The House has passed a seven-week stopgap funding bill, putting Congress on a path to avert a government shutdown Oct. 1, when current funding is set to expire. That is, if the Senate can pass the measure, too.
The 217-212 vote went almost along party lines — a victory for Speaker Mike Johnson, who could only afford to lose two votes if all Democrats stuck together in opposition. GOP Reps. Thomas Massie of Kentucky and Victoria Spartz of Indiana voted "no," while Rep. Jared Golden (D-Maine) voted "yes" in the only party defections.
The short-term patch spearheaded by Republicans is aimed at buying lawmakers more time to negotiate new funding levels for agencies across the federal government. But Democrats in both chambers are irate Republicans are plowing ahead with a product they say was crafted with little input from their side of the aisle.
As such, the measure is expected to fail in the Senate later Friday, prolonging the brinksmanship as lawmakers prepare to leave town for a weeklong break ahead of the midnight deadline at month’s end.
Democrats are continuing to demand any funding measure include an extension of expiring enhanced subsidies for Obamacare insurance, which GOP leaders say should be dealt with outside the government funding process. They have introduced an alternative funding measure that would float federal operations for just a month and include the health care language, along with provisions designed to prevent President Donald Trump from clawing back funding previously approved by Congress.
"When Donald Trump says don’t even bother to deal with Democrats, he says he wants a shutdown. Plain and simple,” Senate Minority Leader Chuck Schumer said Thursday. “You need our votes. To say not to bother with us is saying you don’t want a shutdown.”
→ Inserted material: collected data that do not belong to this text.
//! Startup validation of the daemon configuration.
//!
//! All problems are collected and reported together so a broken config file
//! can be fixed in one pass.

use std::collections::HashSet;

use swf_engine::defaults::NO_TIMEOUT;

use super::error::{ConfigResult, ConfigurationError};
use super::seeds::{BootstrapConfig, DomainSeed};
use super::AppConfig;

#[derive(Debug)]
pub struct ConfigValidator;

impl ConfigValidator {
    /// Validate the entire application configuration.
    pub fn validate(config: &AppConfig) -> ConfigResult<()> {
        let mut errors = Vec::new();
        Self::validate_engine(config, &mut errors);
        Self::validate_bootstrap(&config.bootstrap, &mut errors);
        ConfigurationError::collect(errors)
    }

    fn validate_engine(config: &AppConfig, errors: &mut Vec<ConfigurationError>) {
        let engine = &config.engine;
        let positive = [
            ("engine.poll_timeout_secs", engine.poll_timeout_secs),
            ("engine.sweep_interval_ms", engine.sweep_interval_ms),
            ("engine.max_history_page_size", engine.max_history_page_size as u64),
        ];
        for (setting, value) in positive {
            if value == 0 {
                errors.push(ConfigurationError::invalid(
                    setting,
                    "must be greater than 0",
                    format!("Set {} to a positive value", env_var(setting)),
                ));
            }
        }
    }

    fn validate_bootstrap(bootstrap: &BootstrapConfig, errors: &mut Vec<ConfigurationError>) {
        let mut names = HashSet::new();
        for domain in &bootstrap.domains {
            if domain.name.trim().is_empty() {
                errors.push(ConfigurationError::invalid(
                    "bootstrap.domains.name",
                    "domain name is empty",
                    "Give every bootstrap domain a name",
                ));
            } else if !names.insert(domain.name.as_str()) {
                errors.push(ConfigurationError::duplicate("domain", &domain.name));
            }
            Self::validate_domain(domain, errors);
        }
    }

    fn validate_domain(domain: &DomainSeed, errors: &mut Vec<ConfigurationError>) {
        let retention = domain.retention_period_days.trim();
        if retention != NO_TIMEOUT && !matches!(retention.parse::<u32>(), Ok(0..=90)) {
            errors.push(ConfigurationError::invalid(
                format!("bootstrap.domains.{}.retention_period_days", domain.name),
                format!("{retention:?} is not a number of days between 0 and 90"),
                "Use a value such as \"30\", or \"NONE\"",
            ));
        }

        let mut workflow_keys = HashSet::new();
        for seed in &domain.workflow_types {
            if !workflow_keys.insert(seed.key()) {
                errors.push(ConfigurationError::duplicate("workflow type", seed.key().to_string()));
            }
            for (field, value) in seed.timeouts() {
                check_timeout(&domain.name, &seed.name, field, value, errors);
            }
        }

        let mut activity_keys = HashSet::new();
        for seed in &domain.activity_types {
            if !activity_keys.insert(seed.key()) {
                errors.push(ConfigurationError::duplicate("activity type", seed.key().to_string()));
            }
            for (field, value) in seed.timeouts() {
                check_timeout(&domain.name, &seed.name, field, value, errors);
            }
        }
    }
}

/// Timeouts are whole seconds or `NONE`.
fn check_timeout(
    domain: &str,
    type_name: &str,
    field: &str,
    value: Option<&str>,
    errors: &mut Vec<ConfigurationError>,
) {
    let Some(value) = value else {
        return;
    };
    let value = value.trim();
    if value.eq_ignore_ascii_case(NO_TIMEOUT) || value.parse::<u64>().is_ok() {
        return;
    }
    errors.push(ConfigurationError::invalid(
        format!("bootstrap.domains.{domain}.{type_name}.{field}"),
        format!("{value:?} is not a timeout"),
        "Use a number of seconds such as \"300\", or \"NONE\"",
    ));
}

fn env_var(setting: &str) -> String {
    format!("SWF__{}", setting.replace('.', "__").to_uppercase())
}
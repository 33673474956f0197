//! Periodic timeout sweeping.
//!
//! The engine only applies timeouts when an execution is touched. The
//! sweeper touches all of them on a fixed interval so that idle executions
//! still time out and their deciders get woken.

use std::future::Future;
use std::sync::Arc;
use std::time::Duration;

use swf_engine::service::WorkflowService;
use tokio::time::MissedTickBehavior;

use crate::logging::OpTimer;

/// Sweep every `interval` until `shutdown` resolves. Returns the number of
/// timeouts applied over the sweeper's lifetime.
pub async fn run_sweeper(
    service: Arc<WorkflowService>,
    interval: Duration,
    shutdown: impl Future<Output = ()>,
) -> usize {
    let mut ticker = tokio::time::interval(interval);
    ticker.set_missed_tick_behavior(MissedTickBehavior::Delay);
    tokio::pin!(shutdown);

    tracing::info!(interval_ms = interval.as_millis(), "Timeout sweeper started");
    let mut total = 0;
    loop {
        tokio::select! {
            () = &mut shutdown => break,
            _ = ticker.tick() => {
                let timer = OpTimer::new("sweeper", "pass");
                let applied = service.sweep_timeouts();
                timer.finish_with_count(applied);
                total += applied;
            }
        }
    }
    tracing::info!(total, "Timeout sweeper stopped");
    total
}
The Senate will take procedural votes on both parties’ offers Friday afternoon; each is expected to fail to achieve the necessary 60-vote threshold to succeed, putting lawmakers no closer to a solution to avoid a shutdown.
The House-passed bill would keep federal agencies funded through Nov. 21. It would allow the Trump administration to spend more freely on the WIC nutrition program that serves low-income pregnant women, infants and children, satisfying a request made by the White House.
It would release the D.C. government’s full budget, which is mostly funded through locally raised revenue. Congress blocked the capital city’s authority to spend its own tax dollars back in mid-March, creating a roughly $1 billion hole in the city budget.
The legislation also would allocate $30 million for lawmaker security and $58 million to provide enhanced protection for members of the executive branch and justices on the Supreme Court — reflecting a major priority for Congress amid a surge of political violence and the assassination of Charlie Kirk.
In prior days, Johnson has heard from a number of his members demanding that even more money for lawmaker security be included in the government funding package — beyond the $30 million that had already been tacked on to bolster the program that coordinates Capitol Police and local law enforcement to protect members when at home in their districts.
Minutes before the vote, House GOP leaders pitched several holdouts on a standalone member security package in October, according to three people with direct knowledge. Johnson is also directing his colleagues to focus on changes to the full-year fiscal 2026 legislative branch spending bill, which is in the thick of bipartisan and bicameral negotiations and will be the vehicle for additional security investments.
Last minute headaches aside, this House-passed bill marks the second time this year that Republicans have managed to pass government funding legislation without needing any Democratic support. It also marks the continuation of a major shift for the House GOP Conference, where fiscal conservatives who rarely vote for spending bills signed on, saving Republicans from needing Democratic support to bail them out.
Even more striking was the unity among those conservatives advocating for a continuing resolution, which has for many years been anathema to House hard-liners like those in the Freedom Caucus. But these fiscal hawks banked on the stopgap solution being a more conservative deal than a bipartisan negotiated funding patch. Plus, Trump called on House Republicans to clear the measure this week.
Jennifer Scholtes and Meredith Lee Hill contributed to this report.